= Beginning of Section =

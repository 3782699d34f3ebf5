//! Errors raised while loading or validating [`Settings`](crate::Settings).

use std::path::PathBuf;
use thiserror::Error;

/// A settings source could not be used, or the merged snapshot is invalid.
///
/// Every variant is fatal at startup; the router never sees a partially
/// loaded snapshot.
#[derive(Error, Debug)]
pub enum ConfigError {
    /// An explicitly requested settings file does not exist.
    #[error("settings file {} does not exist", path.display())]
    Missing {
        /// The requested path
        path: PathBuf,
    },

    /// The settings file exists but could not be read.
    #[error("cannot read settings file {}", path.display())]
    Unreadable {
        /// The file
        path: PathBuf,
        /// The I/O failure
        #[source]
        source: std::io::Error,
    },

    /// TOML syntax error, or a key the schema does not know.
    #[error("bad TOML settings: {0}")]
    Toml(#[from] toml::de::Error),

    /// JSON syntax error, or a key the schema does not know.
    #[error("bad JSON settings: {0}")]
    Json(#[from] serde_json::Error),

    /// A field holds a value `validate()` rejects.
    #[error("{field}: {reason}")]
    Invalid {
        /// Dotted path, e.g. `auth.login_path`
        field: String,
        /// What is wrong with it
        reason: String,
    },

    /// A `PREFIX__SECTION__KEY` variable is unknown or does not parse.
    #[error("environment override {var}: {reason}")]
    BadEnv {
        /// Variable name
        var: String,
        /// What is wrong with it
        reason: String,
    },

    /// Neither `toml` nor `json`.
    #[error("unsupported settings format '{0}' (expected toml or json)")]
    UnsupportedFormat(String),
}

impl ConfigError {
    pub(crate) fn missing(path: impl Into<PathBuf>) -> Self {
        Self::Missing { path: path.into() }
    }

    pub(crate) fn unreadable(path: impl Into<PathBuf>, source: std::io::Error) -> Self {
        Self::Unreadable {
            path: path.into(),
            source,
        }
    }

    pub(crate) fn invalid(field: impl Into<String>, reason: impl Into<String>) -> Self {
        Self::Invalid {
            field: field.into(),
            reason: reason.into(),
        }
    }

    pub(crate) fn bad_env(var: impl Into<String>, reason: impl Into<String>) -> Self {
        Self::BadEnv {
            var: var.into(),
            reason: reason.into(),
        }
    }

    /// Returns the dotted field name for validation failures.
    #[must_use]
    pub fn field(&self) -> Option<&str> {
        match self {
            Self::Invalid { field, .. } => Some(field),
            _ => None,
        }
    }
}

#[cfg(test)]
mod tests {
    use super::*;

    #[test]
    fn test_messages() {
        let err = ConfigError::missing("/etc/portcullis/app.toml");
        assert_eq!(err.to_string(), "settings file /etc/portcullis/app.toml does not exist");

        let err = ConfigError::invalid("auth.login_path", "must start with '/'");
        assert_eq!(err.to_string(), "auth.login_path: must start with '/'");
        assert_eq!(err.field(), Some("auth.login_path"));

        let err = ConfigError::bad_env("PORTCULLIS__ROUTER__HEAD_FROM_GET", "expected boolean");
        assert_eq!(
            err.to_string(),
            "environment override PORTCULLIS__ROUTER__HEAD_FROM_GET: expected boolean"
        );
        assert_eq!(err.field(), None);
    }

    #[test]
    fn test_unreadable_keeps_source() {
        use std::error::Error as _;

        let io = std::io::Error::new(std::io::ErrorKind::PermissionDenied, "denied");
        let err = ConfigError::unreadable("/root/app.toml", io);
        assert!(err.source().is_some());
    }
}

= End of Section =

### ACTION ITEM
A verbatim transcription of all the entries above is required.

### COMPLETED EXERCISE
repository 3782699d34f3ebf5
//! Errors raised while loading or validating [`Settings`](crate::Settings).

use std::path::PathBuf;
use thiserror::Error;

/// A settings source could not be used, or the merged snapshot is invalid.
///
/// Every variant is fatal at startup; the router never sees a partially
/// loaded snapshot.
#[derive(Error, Debug)]
pub enum ConfigError {
    /// An explicitly requested settings file does not exist.
    #[error("settings file {} does not exist", path.display())]
    Missing {
        /// The requested path
        path: PathBuf,
    },

    /// The settings file exists but could not be read.
    #[error("cannot read settings file {}", path.display())]
    Unreadable {
        /// The file
        path: PathBuf,
        /// The I/O failure
        #[source]
        source: std::io::Error,
    },

    /// TOML syntax error, or a key the schema does not know.
    #[error("bad TOML settings: {0}")]
    Toml(#[from] toml::de::Error),

    /// JSON syntax error, or a key the schema does not know.
    #[error("bad JSON settings: {0}")]
    Json(#[from] serde_json::Error),

    /// A field holds a value `validate()` rejects.
    #[error("{field}: {reason}")]
    Invalid {
        /// Dotted path, e.g. `auth.login_path`
        field: String,
        /// What is wrong with it
        reason: String,
    },

    /// A `PREFIX__SECTION__KEY` variable is unknown or does not parse.
    #[error("environment override {var}: {reason}")]
    BadEnv {
        /// Variable name
        var: String,
        /// What is wrong with it
        reason: String,
    },

    /// Neither `toml` nor `json`.
    #[error("unsupported settings format '{0}' (expected toml or json)")]
    UnsupportedFormat(String),
}

impl ConfigError {
    pub(crate) fn missing(path: impl Into<PathBuf>) -> Self {
        Self::Missing { path: path.into() }
    }

    pub(crate) fn unreadable(path: impl Into<PathBuf>, source: std::io::Error) -> Self {
        Self::Unreadable {
            path: path.into(),
            source,
        }
    }

    pub(crate) fn invalid(field: impl Into<String>, reason: impl Into<String>) -> Self {
        Self::Invalid {
            field: field.into(),
            reason: reason.into(),
        }
    }

    pub(crate) fn bad_env(var: impl Into<String>, reason: impl Into<String>) -> Self {
        Self::BadEnv {
            var: var.into(),
            reason: reason.into(),
        }
    }

    /// Returns the dotted field name for validation failures.
    #[must_use]
    pub fn field(&self) -> Option<&str> {
        match self {
            Self::Invalid { field, .. } => Some(field),
            _ => None,
        }
    }
}

#[cfg(test)]
mod tests {
    use super::*;

    #[test]
    fn test_messages() {
        let err = ConfigError::missing("/etc/portcullis/app.toml");
        assert_eq!(err.to_string(), "settings file /etc/portcullis/app.toml does not exist");

        let err = ConfigError::invalid("auth.login_path", "must start with '/'");
        assert_eq!(err.to_string(), "auth.login_path: must start with '/'");
        assert_eq!(err.field(), Some("auth.login_path"));

        let err = ConfigError::bad_env("PORTCULLIS__ROUTER__HEAD_FROM_GET", "expected boolean");
        assert_eq!(
            err.to_string(),
            "environment override PORTCULLIS__ROUTER__HEAD_FROM_GET: expected boolean"
        );
        assert_eq!(err.field(), None);
    }

    #[test]
    fn test_unreadable_keeps_source() {
        use std::error::Error as _;

        let io = std::io::Error::new(std::io::ErrorKind::PermissionDenied, "denied");
        let err = ConfigError::unreadable("/root/app.toml", io);
        assert!(err.source().is_some());
    }
}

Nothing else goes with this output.